(Beginning of Provided entries)
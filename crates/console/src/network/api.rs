//! Lifecycle API client and status poller.
//!
//! The console only reads two endpoints: the server record (status and
//! creation time) and, while the server runs, its live metrics.

use std::sync::Arc;
use std::time::Duration;

use protocol::error::{ProtocolError, Result};
use protocol::{server_url, ServerMetrics, ServerRecord, ServerStatus};
use reqwest::StatusCode;
use serde::de::DeserializeOwned;
use tokio::sync::mpsc;
use tokio::task::JoinHandle;
use tokio::time::MissedTickBehavior;
use tokio_util::sync::CancellationToken;

use crate::auth::CredentialProvider;
use crate::session::SessionEvent;

/// Read-only client for the lifecycle API.
pub struct ApiClient {
    http: reqwest::Client,
    base_url: String,
    credentials: Arc<dyn CredentialProvider>,
}

impl std::fmt::Debug for ApiClient {
    fn fmt(&self, f: &mut std::fmt::Formatter<'_>) -> std::fmt::Result {
        f.debug_struct("ApiClient")
            .field("base_url", &self.base_url)
            .finish_non_exhaustive()
    }
}

fn map_reqwest(error: reqwest::Error) -> ProtocolError {
    if error.is_timeout() {
        ProtocolError::Timeout(error.to_string())
    } else {
        ProtocolError::Http {
            status: error.status().map(|s| s.as_u16()).unwrap_or(0),
            message: error.to_string(),
        }
    }
}

impl ApiClient {
    pub fn new(
        base_url: impl Into<String>,
        credentials: Arc<dyn CredentialProvider>,
        timeout: Duration,
    ) -> Result<Self> {
        let http = reqwest::Client::builder()
            .timeout(timeout)
            .user_agent(concat!("hostpanel-console/", env!("CARGO_PKG_VERSION")))
            .build()
            .map_err(map_reqwest)?;
        Ok(Self {
            http,
            base_url: base_url.into(),
            credentials,
        })
    }

    pub fn base_url(&self) -> &str {
        &self.base_url
    }

    /// `GET /api/servers/{id}`
    pub async fn server(&self, server_id: &str) -> Result<ServerRecord> {
        self.get_json(server_id, &[]).await
    }

    /// `GET /api/servers/{id}/metrics`
    pub async fn metrics(&self, server_id: &str) -> Result<ServerMetrics> {
        self.get_json(server_id, &["metrics"]).await
    }

    async fn get_json<T: DeserializeOwned>(&self, server_id: &str, extra: &[&str]) -> Result<T> {
        let url = server_url(&self.base_url, server_id, extra)?;
        let mut request = self.http.get(url.clone());
        match self.credentials.credential().await {
            Ok(token) => request = request.bearer_auth(token),
            Err(e) => tracing::debug!("Calling API without credential: {}", e),
        }

        let response = request.send().await.map_err(map_reqwest)?;
        let status = response.status();
        if status == StatusCode::NOT_FOUND {
            return Err(ProtocolError::NotFound {
                server_id: server_id.to_string(),
            });
        }
        if !status.is_success() {
            let message = response.text().await.unwrap_or_default();
            return Err(ProtocolError::Http {
                status: status.as_u16(),
                message,
            });
        }

        let body = response.text().await.map_err(map_reqwest)?;
        tracing::trace!(%url, bytes = body.len(), "API response");
        Ok(serde_json::from_str(&body)?)
    }
}

/// Periodically pushes the server record (and metrics while running) into a
/// session queue.
#[derive(Debug, Clone)]
pub struct StatusPoller {
    api: Arc<ApiClient>,
    server_id: String,
    interval: Duration,
}

impl StatusPoller {
    pub fn new(api: Arc<ApiClient>, server_id: impl Into<String>, interval: Duration) -> Self {
        Self {
            api,
            server_id: server_id.into(),
            interval,
        }
    }

    /// Fetches the record once, plus metrics when the server is running.
    pub async fn poll_once(&self) -> Result<(ServerRecord, Option<ServerMetrics>)> {
        let record = self.api.server(&self.server_id).await?;
        let metrics = if record.status == ServerStatus::Running {
            match self.api.metrics(&self.server_id).await {
                Ok(metrics) => Some(metrics),
                Err(e) => {
                    tracing::debug!("Metrics unavailable: {}", e);
                    None
                }
            }
        } else {
            None
        };
        Ok((record, metrics))
    }

    /// Starts polling immediately and then every interval until `shutdown`
    /// fires, the queue closes or the server is gone.
    pub fn spawn(
        self,
        events: mpsc::UnboundedSender<SessionEvent>,
        shutdown: CancellationToken,
    ) -> JoinHandle<()> {
        tokio::spawn(async move {
            let mut ticker = tokio::time::interval(self.interval);
            ticker.set_missed_tick_behavior(MissedTickBehavior::Delay);
            loop {
                tokio::select! {
                    _ = shutdown.cancelled() => break,
                    _ = ticker.tick() => {}
                }
                let keep_going = tokio::select! {
                    _ = shutdown.cancelled() => false,
                    keep_going = self.poll(&events) => keep_going,
                };
                if !keep_going {
                    break;
                }
            }
            tracing::debug!(server_id = %self.server_id, "Status poller stopped");
        })
    }

    /// One poll round. Returns whether polling should continue.
    async fn poll(&self, events: &mpsc::UnboundedSender<SessionEvent>) -> bool {
        match self.poll_once().await {
            Ok((record, metrics)) => {
                let running = record.status == ServerStatus::Running;
                if events.send(SessionEvent::Record(record)).is_err() {
                    return false;
                }
                // Metrics only mean something while running; clear them otherwise.
                if running && metrics.is_none() {
                    return true;
                }
                events.send(SessionEvent::Metrics(metrics)).is_ok()
            }
            Err(ProtocolError::NotFound { server_id }) => {
                tracing::info!(%server_id, "Server not found, stopping poller");
                let _ = events.send(SessionEvent::ServerGone);
                false
            }
            Err(e) => {
                tracing::warn!(server_id = %self.server_id, "Status poll failed: {}", e);
                true
            }
        }
    }
}

#[cfg(test)]
mod tests {
    use super::*;
    use crate::auth::StaticCredential;
    use axum::http::{header::AUTHORIZATION, HeaderMap, StatusCode as AxumStatus};
    use axum::response::IntoResponse;
    use axum::routing::get;
    use axum::{Json, Router};
    use serde_json::json;

    /// Serves one server record with the given status; unknown ids 404.
    async fn spawn_api(status: &'static str) -> String {
        let app = Router::new()
            .route(
                "/api/servers/srv-1",
                get(move |headers: HeaderMap| async move {
                    let authorized = headers
                        .get(AUTHORIZATION)
                        .and_then(|v| v.to_str().ok())
                        == Some("Bearer jwt");
                    if !authorized {
                        return (AxumStatus::UNAUTHORIZED, "missing token").into_response();
                    }
                    Json(json!({
                        "id": "srv-1",
                        "name": "survival",
                        "status": status,
                        "created_at": "2026-03-01T10:00:00Z",
                        "mc_version": "1.21.1",
                        "port": 25565
                    }))
                    .into_response()
                }),
            )
            .route(
                "/api/servers/srv-1/metrics",
                get(|| async {
                    Json(json!({
                        "cpu_percent": 12.5,
                        "ram_used_mb": 512,
                        "ram_limit_mb": 2048,
                        "players_online": 1,
                        "player_names": ["alex"]
                    }))
                }),
            );
        let listener = tokio::net::TcpListener::bind("127.0.0.1:0").await.unwrap();
        let addr = listener.local_addr().unwrap();
        tokio::spawn(async move {
            axum::serve(listener, app).await.unwrap();
        });
        format!("http://{}", addr)
    }

    fn client(base_url: String, token: &str) -> Arc<ApiClient> {
        Arc::new(
            ApiClient::new(
                base_url,
                Arc::new(StaticCredential::new(token)),
                Duration::from_secs(5),
            )
            .unwrap(),
        )
    }

    #[tokio::test]
    async fn test_server_record_with_bearer() {
        let api = client(spawn_api("running").await, "jwt");
        let record = api.server("srv-1").await.unwrap();
        assert_eq!(record.status, ServerStatus::Running);
        assert_eq!(record.mc_version.as_deref(), Some("1.21.1"));
        let metrics = api.metrics("srv-1").await.unwrap();
        assert_eq!(metrics.ram_percent(), 25);
    }

    #[tokio::test]
    async fn test_unauthorized_is_http_error() {
        let api = client(spawn_api("running").await, "wrong");
        match api.server("srv-1").await {
            Err(ProtocolError::Http { status, message }) => {
                assert_eq!(status, 401);
                assert_eq!(message, "missing token");
            }
            other => panic!("unexpected: {:?}", other),
        }
    }

    #[tokio::test]
    async fn test_missing_server_is_not_found() {
        let api = client(spawn_api("running").await, "jwt");
        assert!(matches!(
            api.server("srv-2").await,
            Err(ProtocolError::NotFound { server_id }) if server_id == "srv-2"
        ));
    }

    #[tokio::test]
    async fn test_poll_once_skips_metrics_unless_running() {
        let api = client(spawn_api("starting").await, "jwt");
        let poller = StatusPoller::new(api, "srv-1", Duration::from_secs(5));
        let (record, metrics) = poller.poll_once().await.unwrap();
        assert_eq!(record.status, ServerStatus::Starting);
        assert!(metrics.is_none());
    }

    #[tokio::test]
    async fn test_poller_pushes_record_and_metrics() {
        let api = client(spawn_api("running").await, "jwt");
        let (tx, mut rx) = mpsc::unbounded_channel();
        let shutdown = CancellationToken::new();
        let task = StatusPoller::new(api, "srv-1", Duration::from_millis(50))
            .spawn(tx, shutdown.clone());

        match rx.recv().await {
            Some(SessionEvent::Record(record)) => assert_eq!(record.id, "srv-1"),
            other => panic!("unexpected: {:?}", other),
        }
        match rx.recv().await {
            Some(SessionEvent::Metrics(Some(metrics))) => assert_eq!(metrics.players_online, 1),
            other => panic!("unexpected: {:?}", other),
        }

        shutdown.cancel();
        task.await.unwrap();
    }

    #[tokio::test]
    async fn test_poller_stops_when_server_gone() {
        let api = client(spawn_api("running").await, "jwt");
        let (tx, mut rx) = mpsc::unbounded_channel();
        let task = StatusPoller::new(api, "srv-missing", Duration::from_millis(50))
            .spawn(tx, CancellationToken::new());
        assert_eq!(rx.recv().await, Some(SessionEvent::ServerGone));
        task.await.unwrap();
        assert_eq!(rx.recv().await, None);
    }
}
(End of Provided entries)
All lines with the word "recv" must be located in the data and copied.

== Result of this exercise ==
        match rx.recv().await {
        match rx.recv().await {
        assert_eq!(rx.recv().await, Some(SessionEvent::ServerGone));
        assert_eq!(rx.recv().await, None);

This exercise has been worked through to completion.